--- WHAT YOU ARE ASKED TO DO ---
Filter the records, keeping every line that has the string "failed".

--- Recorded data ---
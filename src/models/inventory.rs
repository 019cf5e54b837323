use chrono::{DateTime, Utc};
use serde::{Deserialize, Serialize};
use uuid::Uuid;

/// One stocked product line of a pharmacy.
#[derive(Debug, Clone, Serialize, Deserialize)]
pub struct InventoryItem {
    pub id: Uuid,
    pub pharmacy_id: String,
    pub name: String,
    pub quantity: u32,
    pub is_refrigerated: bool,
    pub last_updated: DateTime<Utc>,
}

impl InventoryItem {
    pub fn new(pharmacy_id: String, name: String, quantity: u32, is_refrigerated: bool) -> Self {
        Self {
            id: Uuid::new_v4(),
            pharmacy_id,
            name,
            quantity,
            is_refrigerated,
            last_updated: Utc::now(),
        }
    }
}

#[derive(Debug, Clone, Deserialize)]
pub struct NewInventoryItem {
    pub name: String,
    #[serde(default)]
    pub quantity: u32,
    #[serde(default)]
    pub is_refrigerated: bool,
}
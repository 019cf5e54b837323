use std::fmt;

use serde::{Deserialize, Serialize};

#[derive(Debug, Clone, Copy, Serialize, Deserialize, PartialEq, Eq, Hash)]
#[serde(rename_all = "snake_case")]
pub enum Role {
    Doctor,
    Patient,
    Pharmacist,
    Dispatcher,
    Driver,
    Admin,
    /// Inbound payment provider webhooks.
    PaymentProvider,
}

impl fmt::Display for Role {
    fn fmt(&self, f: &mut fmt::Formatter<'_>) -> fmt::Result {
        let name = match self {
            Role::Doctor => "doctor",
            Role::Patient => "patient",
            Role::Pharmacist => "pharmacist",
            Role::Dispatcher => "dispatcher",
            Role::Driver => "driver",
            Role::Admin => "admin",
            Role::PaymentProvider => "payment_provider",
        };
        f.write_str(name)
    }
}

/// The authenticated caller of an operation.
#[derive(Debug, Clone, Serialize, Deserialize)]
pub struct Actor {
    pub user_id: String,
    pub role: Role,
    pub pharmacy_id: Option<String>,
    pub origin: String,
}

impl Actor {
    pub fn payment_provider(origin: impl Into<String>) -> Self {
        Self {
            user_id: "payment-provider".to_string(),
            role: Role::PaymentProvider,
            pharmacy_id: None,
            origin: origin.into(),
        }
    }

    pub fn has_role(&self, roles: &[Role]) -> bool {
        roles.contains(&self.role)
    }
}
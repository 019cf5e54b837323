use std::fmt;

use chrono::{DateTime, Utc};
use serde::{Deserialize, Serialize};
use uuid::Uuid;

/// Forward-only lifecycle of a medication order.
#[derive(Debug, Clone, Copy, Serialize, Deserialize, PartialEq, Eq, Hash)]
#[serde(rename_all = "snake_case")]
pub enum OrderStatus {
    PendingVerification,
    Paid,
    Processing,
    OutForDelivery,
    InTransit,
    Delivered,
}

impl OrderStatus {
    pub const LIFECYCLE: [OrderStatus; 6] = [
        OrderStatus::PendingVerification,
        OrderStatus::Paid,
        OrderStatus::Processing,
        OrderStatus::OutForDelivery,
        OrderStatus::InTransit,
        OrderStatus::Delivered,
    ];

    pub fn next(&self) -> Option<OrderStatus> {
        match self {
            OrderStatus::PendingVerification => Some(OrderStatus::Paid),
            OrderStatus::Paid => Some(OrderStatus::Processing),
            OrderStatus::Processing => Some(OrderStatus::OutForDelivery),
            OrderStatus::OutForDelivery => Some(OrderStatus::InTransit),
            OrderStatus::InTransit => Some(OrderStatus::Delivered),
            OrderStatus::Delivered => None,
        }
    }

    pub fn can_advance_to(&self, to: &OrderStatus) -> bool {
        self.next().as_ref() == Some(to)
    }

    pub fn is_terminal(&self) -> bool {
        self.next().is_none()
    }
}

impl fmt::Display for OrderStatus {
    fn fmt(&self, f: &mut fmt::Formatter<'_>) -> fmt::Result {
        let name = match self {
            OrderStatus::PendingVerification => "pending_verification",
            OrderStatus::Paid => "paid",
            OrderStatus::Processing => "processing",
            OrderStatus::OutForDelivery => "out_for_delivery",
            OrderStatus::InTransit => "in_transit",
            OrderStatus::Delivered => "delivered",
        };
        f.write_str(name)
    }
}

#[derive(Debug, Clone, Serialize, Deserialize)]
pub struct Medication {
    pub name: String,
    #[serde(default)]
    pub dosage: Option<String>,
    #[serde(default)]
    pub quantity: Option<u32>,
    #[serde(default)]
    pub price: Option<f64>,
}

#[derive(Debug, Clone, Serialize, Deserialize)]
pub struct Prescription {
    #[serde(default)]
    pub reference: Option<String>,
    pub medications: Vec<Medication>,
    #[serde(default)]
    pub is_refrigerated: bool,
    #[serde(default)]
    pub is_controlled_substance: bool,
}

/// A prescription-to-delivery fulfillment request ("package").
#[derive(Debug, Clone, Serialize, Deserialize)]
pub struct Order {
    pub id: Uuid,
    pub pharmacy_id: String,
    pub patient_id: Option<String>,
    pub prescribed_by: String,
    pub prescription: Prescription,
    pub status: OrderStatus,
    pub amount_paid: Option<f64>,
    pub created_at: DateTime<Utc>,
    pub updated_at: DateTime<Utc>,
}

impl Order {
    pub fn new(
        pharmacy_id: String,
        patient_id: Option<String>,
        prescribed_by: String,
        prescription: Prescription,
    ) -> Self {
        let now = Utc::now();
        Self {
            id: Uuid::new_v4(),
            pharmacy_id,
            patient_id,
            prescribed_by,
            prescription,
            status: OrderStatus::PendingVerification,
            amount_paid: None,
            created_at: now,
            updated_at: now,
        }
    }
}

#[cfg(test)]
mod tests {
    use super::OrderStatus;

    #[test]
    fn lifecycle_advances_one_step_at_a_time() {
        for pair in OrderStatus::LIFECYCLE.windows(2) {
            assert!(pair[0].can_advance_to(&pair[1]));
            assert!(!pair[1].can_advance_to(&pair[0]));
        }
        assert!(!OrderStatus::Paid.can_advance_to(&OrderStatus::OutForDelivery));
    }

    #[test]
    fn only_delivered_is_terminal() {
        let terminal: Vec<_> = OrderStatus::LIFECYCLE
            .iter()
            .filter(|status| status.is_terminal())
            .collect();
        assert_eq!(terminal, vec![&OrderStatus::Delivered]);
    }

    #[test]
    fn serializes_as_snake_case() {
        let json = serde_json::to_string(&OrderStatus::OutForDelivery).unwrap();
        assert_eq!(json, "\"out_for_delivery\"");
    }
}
...
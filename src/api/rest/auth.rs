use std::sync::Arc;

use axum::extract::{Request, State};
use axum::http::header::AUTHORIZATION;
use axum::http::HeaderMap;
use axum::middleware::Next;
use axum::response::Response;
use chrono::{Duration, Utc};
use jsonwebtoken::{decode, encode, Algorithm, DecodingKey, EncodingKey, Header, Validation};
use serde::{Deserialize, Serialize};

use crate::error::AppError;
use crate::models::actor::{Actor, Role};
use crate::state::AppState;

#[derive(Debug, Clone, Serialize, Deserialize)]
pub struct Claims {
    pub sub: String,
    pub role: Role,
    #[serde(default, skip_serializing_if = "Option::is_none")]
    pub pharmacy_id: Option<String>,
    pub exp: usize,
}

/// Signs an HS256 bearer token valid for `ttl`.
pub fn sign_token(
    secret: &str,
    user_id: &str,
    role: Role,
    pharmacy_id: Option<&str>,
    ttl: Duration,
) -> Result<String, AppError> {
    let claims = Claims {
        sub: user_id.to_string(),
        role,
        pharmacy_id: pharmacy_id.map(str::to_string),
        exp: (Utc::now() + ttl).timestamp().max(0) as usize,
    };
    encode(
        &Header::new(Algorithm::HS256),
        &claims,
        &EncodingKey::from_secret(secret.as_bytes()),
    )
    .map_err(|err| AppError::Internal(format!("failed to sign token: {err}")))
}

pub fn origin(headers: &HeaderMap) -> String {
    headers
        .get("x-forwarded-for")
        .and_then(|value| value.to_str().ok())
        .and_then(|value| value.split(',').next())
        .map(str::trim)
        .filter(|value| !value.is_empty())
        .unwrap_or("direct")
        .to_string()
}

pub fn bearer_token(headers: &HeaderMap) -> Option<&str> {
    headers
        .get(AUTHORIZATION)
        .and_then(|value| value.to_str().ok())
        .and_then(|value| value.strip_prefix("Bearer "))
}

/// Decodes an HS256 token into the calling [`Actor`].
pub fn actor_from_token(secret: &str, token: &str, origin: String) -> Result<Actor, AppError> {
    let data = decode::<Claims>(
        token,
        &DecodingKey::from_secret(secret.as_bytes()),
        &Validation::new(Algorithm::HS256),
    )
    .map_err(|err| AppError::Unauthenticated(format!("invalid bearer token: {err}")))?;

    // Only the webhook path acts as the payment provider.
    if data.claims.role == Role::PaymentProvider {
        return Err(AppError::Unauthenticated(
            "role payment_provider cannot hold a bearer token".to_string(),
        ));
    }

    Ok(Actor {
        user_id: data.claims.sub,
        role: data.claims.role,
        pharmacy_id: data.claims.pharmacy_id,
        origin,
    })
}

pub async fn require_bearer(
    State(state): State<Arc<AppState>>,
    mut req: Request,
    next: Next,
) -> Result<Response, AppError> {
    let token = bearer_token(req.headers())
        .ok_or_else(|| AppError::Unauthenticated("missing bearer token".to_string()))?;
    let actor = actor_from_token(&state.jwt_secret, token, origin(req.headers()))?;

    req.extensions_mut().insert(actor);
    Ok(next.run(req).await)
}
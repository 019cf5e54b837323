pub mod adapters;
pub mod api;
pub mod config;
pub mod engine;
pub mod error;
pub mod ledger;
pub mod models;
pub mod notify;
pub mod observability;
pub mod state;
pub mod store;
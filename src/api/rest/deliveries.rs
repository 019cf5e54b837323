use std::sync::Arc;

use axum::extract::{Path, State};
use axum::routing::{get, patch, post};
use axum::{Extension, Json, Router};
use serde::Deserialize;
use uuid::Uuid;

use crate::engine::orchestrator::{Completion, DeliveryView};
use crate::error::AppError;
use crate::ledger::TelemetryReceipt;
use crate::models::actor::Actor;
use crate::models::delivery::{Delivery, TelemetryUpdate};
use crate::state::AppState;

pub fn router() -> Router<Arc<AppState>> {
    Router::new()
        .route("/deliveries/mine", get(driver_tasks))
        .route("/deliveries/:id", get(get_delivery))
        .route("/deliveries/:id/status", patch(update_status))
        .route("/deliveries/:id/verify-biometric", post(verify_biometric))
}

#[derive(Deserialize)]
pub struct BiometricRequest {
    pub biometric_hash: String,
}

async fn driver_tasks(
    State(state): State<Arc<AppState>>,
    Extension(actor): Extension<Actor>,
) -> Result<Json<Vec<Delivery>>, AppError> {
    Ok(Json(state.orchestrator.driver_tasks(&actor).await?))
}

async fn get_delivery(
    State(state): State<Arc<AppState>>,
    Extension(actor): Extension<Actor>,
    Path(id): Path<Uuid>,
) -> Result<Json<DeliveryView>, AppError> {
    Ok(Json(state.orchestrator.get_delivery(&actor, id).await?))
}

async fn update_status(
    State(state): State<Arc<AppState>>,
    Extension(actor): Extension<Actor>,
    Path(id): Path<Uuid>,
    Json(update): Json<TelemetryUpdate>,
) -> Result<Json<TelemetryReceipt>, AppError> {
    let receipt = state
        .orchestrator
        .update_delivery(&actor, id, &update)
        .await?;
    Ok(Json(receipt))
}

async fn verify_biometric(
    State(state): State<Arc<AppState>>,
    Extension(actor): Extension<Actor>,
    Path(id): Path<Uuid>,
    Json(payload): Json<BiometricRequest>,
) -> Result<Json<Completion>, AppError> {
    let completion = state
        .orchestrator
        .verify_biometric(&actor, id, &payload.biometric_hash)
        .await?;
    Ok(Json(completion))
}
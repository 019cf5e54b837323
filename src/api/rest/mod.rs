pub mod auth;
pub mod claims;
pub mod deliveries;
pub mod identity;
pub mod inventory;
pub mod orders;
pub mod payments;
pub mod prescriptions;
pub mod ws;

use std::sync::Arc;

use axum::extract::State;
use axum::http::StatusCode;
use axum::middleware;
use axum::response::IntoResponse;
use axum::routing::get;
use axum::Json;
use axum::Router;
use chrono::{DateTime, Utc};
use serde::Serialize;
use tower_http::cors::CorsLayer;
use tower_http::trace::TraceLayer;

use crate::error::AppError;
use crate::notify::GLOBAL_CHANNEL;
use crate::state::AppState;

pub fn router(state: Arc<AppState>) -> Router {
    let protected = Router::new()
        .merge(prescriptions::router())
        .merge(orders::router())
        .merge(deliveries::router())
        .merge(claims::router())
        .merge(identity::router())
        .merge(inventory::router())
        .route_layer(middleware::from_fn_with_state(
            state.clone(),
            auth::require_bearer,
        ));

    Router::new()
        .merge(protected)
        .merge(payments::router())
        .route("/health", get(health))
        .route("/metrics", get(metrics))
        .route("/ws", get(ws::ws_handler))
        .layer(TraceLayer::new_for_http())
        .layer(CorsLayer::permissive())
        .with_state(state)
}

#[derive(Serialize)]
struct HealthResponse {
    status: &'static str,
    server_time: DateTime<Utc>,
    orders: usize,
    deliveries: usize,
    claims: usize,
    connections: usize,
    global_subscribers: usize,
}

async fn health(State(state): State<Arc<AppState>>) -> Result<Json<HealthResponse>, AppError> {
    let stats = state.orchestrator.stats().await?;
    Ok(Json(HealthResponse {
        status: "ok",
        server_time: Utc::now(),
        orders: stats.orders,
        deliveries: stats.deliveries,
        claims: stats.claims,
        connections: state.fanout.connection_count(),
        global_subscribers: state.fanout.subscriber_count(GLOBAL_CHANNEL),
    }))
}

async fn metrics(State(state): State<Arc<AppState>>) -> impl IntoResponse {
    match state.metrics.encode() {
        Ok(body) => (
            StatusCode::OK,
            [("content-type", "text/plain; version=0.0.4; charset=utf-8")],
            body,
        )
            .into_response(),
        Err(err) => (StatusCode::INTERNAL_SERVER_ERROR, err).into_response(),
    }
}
* * *
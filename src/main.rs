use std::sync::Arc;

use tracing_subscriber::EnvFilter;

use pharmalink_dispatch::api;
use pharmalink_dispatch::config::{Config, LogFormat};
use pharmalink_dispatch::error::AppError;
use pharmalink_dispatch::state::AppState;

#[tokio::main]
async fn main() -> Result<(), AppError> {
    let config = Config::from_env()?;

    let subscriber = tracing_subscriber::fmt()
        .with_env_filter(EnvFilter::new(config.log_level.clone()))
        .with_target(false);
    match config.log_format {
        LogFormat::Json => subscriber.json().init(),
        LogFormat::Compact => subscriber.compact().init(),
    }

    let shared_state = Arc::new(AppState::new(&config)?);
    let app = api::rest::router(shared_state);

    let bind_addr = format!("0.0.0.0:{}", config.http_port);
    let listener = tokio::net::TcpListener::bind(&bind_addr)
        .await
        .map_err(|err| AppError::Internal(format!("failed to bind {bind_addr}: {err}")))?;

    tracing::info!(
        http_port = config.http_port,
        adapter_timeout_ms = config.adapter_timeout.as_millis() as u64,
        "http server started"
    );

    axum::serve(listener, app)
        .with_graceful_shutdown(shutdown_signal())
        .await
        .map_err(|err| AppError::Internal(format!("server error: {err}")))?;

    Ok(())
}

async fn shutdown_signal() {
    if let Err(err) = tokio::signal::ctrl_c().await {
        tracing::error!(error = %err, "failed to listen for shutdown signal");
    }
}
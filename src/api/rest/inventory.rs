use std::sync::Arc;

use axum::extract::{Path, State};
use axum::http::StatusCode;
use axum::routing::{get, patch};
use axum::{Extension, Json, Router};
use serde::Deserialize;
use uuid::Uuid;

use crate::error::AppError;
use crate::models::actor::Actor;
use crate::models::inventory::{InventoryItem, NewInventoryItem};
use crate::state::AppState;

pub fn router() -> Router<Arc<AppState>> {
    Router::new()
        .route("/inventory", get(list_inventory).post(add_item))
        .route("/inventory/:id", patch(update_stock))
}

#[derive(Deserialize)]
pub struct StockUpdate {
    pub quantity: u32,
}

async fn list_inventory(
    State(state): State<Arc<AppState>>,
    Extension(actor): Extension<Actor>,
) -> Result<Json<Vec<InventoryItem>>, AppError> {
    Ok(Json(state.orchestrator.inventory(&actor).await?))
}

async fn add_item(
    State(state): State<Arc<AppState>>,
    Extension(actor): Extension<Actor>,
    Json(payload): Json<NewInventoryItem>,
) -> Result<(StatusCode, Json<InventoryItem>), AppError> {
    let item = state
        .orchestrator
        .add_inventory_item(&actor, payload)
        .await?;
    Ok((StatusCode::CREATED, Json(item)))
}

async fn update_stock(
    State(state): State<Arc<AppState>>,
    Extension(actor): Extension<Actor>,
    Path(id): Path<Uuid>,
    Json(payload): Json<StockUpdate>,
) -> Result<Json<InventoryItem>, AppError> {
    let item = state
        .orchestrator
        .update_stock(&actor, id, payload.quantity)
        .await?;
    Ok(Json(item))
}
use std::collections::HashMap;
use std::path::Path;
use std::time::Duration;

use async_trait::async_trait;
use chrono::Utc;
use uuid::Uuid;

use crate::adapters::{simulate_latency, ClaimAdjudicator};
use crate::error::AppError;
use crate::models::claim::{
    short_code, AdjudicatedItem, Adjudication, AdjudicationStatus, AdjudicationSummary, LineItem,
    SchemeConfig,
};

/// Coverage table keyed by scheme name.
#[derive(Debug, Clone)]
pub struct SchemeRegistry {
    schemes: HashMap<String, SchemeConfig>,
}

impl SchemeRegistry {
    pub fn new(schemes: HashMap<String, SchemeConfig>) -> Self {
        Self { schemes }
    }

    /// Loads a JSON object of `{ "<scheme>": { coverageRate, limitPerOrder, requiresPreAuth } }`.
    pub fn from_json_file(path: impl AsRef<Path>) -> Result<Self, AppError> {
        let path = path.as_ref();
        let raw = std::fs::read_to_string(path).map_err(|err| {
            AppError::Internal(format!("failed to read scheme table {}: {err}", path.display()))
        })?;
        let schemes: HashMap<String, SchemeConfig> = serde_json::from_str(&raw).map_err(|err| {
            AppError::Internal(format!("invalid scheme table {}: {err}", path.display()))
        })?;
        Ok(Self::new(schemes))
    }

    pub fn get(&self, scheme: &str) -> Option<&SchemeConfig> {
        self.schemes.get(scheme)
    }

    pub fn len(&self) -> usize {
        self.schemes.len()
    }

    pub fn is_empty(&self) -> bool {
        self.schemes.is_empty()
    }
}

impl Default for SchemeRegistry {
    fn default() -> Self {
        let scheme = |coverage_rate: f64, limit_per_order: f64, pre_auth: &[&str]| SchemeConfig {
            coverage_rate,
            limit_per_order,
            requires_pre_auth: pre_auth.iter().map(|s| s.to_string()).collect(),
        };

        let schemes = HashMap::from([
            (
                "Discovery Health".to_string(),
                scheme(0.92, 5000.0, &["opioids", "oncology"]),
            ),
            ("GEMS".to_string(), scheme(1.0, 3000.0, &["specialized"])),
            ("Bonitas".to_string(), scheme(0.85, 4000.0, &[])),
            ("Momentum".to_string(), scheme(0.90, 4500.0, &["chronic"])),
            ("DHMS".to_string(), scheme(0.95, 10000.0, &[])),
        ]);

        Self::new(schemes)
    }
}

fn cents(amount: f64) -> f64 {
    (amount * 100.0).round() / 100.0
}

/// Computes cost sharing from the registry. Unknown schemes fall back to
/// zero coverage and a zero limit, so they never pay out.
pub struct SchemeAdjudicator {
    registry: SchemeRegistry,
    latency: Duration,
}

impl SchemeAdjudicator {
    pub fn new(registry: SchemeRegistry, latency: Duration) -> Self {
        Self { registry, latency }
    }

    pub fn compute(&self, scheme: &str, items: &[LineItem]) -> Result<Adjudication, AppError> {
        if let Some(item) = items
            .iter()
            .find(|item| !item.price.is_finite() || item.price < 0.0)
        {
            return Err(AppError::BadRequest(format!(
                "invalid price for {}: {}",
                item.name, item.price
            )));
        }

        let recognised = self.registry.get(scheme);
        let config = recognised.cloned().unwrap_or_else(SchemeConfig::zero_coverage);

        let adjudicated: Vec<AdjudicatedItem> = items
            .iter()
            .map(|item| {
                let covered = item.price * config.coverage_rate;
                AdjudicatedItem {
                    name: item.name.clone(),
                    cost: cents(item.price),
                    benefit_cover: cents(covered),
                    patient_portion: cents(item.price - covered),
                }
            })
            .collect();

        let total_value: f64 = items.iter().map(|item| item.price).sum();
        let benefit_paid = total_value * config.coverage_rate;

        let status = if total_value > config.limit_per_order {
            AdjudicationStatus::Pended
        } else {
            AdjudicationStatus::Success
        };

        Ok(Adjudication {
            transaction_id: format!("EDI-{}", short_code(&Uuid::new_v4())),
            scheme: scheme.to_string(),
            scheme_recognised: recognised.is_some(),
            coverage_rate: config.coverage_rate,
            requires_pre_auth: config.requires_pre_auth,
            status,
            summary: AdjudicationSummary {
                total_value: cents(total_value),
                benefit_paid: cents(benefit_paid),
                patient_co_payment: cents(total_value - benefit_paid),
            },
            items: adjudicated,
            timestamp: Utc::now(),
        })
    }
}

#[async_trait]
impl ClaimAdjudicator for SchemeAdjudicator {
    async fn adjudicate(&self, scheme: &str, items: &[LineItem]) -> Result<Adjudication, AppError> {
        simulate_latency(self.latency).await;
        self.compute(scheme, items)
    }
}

--- RESULT ---
    .map_err(|err| AppError::Internal(format!("failed to sign token: {err}")))
        .map_err(|err| AppError::Internal(format!("failed to bind {bind_addr}: {err}")))?;
        tracing::error!(error = %err, "failed to listen for shutdown signal");
            AppError::Internal(format!("failed to read scheme table {}: {err}", path.display()))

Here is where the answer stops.